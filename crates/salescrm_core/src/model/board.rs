//! Kanban projection of contacts grouped by pipeline stage.
//!
//! # Invariants
//! - All four canonical columns always exist, possibly empty.
//! - Contacts with a non-canonical status are dropped, not bucketed.
//! - Column order follows input order.

use crate::model::contact::{Contact, ContactStatus};
use serde::ser::{Serialize, SerializeMap, Serializer};

/// Contacts bucketed by `ContactStatus`.
#[derive(Debug, Clone, Default, PartialEq, Eq)]
pub struct StatusBoard {
    columns: [Vec<Contact>; 4],
}

impl StatusBoard {
    /// Buckets contacts in iteration order.
    pub fn from_contacts(contacts: impl IntoIterator<Item = Contact>) -> Self {
        let mut board = Self::default();
        for contact in contacts {
            if let Some(status) = contact.canonical_status() {
                board.columns[status.column()].push(contact);
            }
        }
        board
    }

    /// Returns one column.
    pub fn column(&self, status: ContactStatus) -> &[Contact] {
        &self.columns[status.column()]
    }

    /// Iterates columns in `ContactStatus::ALL` order.
    pub fn columns(&self) -> impl Iterator<Item = (ContactStatus, &[Contact])> {
        ContactStatus::ALL
            .into_iter()
            .map(move |status| (status, self.column(status)))
    }

    /// Number of contacts placed on the board.
    pub fn total(&self) -> usize {
        self.columns.iter().map(Vec::len).sum()
    }
}

// Serialized as `{"Lead": [...], "Contacted": [...], ...}` in column order.
impl Serialize for StatusBoard {
    fn serialize<S: Serializer>(&self, serializer: S) -> Result<S::Ok, S::Error> {
        let mut map = serializer.serialize_map(Some(ContactStatus::ALL.len()))?;
        for (status, contacts) in self.columns() {
            map.serialize_entry(status.as_str(), contacts)?;
        }
        map.end()
    }
}

#[cfg(test)]
mod tests {
    use super::StatusBoard;
    use crate::model::contact::{Contact, ContactStatus};

    fn contact(id: i64, status: &str) -> Contact {
        Contact {
            id,
            name: format!("c{id}"),
            email: format!("c{id}@example.com"),
            phone: None,
            company: "Acme".to_string(),
            status: status.to_string(),
            competitive_intel: None,
            created_at: 0,
        }
    }

    #[test]
    fn empty_board_has_four_empty_columns() {
        let board = StatusBoard::from_contacts(Vec::new());
        let columns: Vec<_> = board.columns().collect();
        assert_eq!(columns.len(), 4);
        assert!(columns.iter().all(|(_, contacts)| contacts.is_empty()));
    }

    #[test]
    fn unknown_status_is_silently_dropped() {
        let board = StatusBoard::from_contacts(vec![
            contact(1, "Lead"),
            contact(2, "Archived"),
            contact(3, "lead"),
            contact(4, "Closed"),
        ]);
        assert_eq!(board.total(), 2);
        assert_eq!(board.column(ContactStatus::Lead)[0].id, 1);
        assert_eq!(board.column(ContactStatus::Closed)[0].id, 4);
    }

    #[test]
    fn column_keeps_input_order() {
        let board = StatusBoard::from_contacts(vec![
            contact(5, "Proposal"),
            contact(2, "Proposal"),
            contact(9, "Proposal"),
        ]);
        let ids: Vec<_> = board
            .column(ContactStatus::Proposal)
            .iter()
            .map(|c| c.id)
            .collect();
        assert_eq!(ids, vec![5, 2, 9]);
    }

    #[test]
    fn serializes_as_ordered_status_map() {
        let board = StatusBoard::from_contacts(vec![contact(1, "Contacted")]);
        let json = serde_json::to_value(&board).unwrap();
        let keys: Vec<_> = json.as_object().unwrap().keys().cloned().collect();
        assert_eq!(keys.len(), 4);
        assert_eq!(json["Contacted"][0]["id"], 1);
        assert_eq!(json["Lead"].as_array().unwrap().len(), 0);
    }
}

• _EXERCISE OBJECTIVE_: For an answer, give a copy of every line in the listing that holds the word "Item".

• _OUTPUT FOR THIS EXERCISE_:
    pub fn from_contacts(contacts: impl IntoIterator<Item = Contact>) -> Self {
    pub fn columns(&self) -> impl Iterator<Item = (ContactStatus, &[Contact])> {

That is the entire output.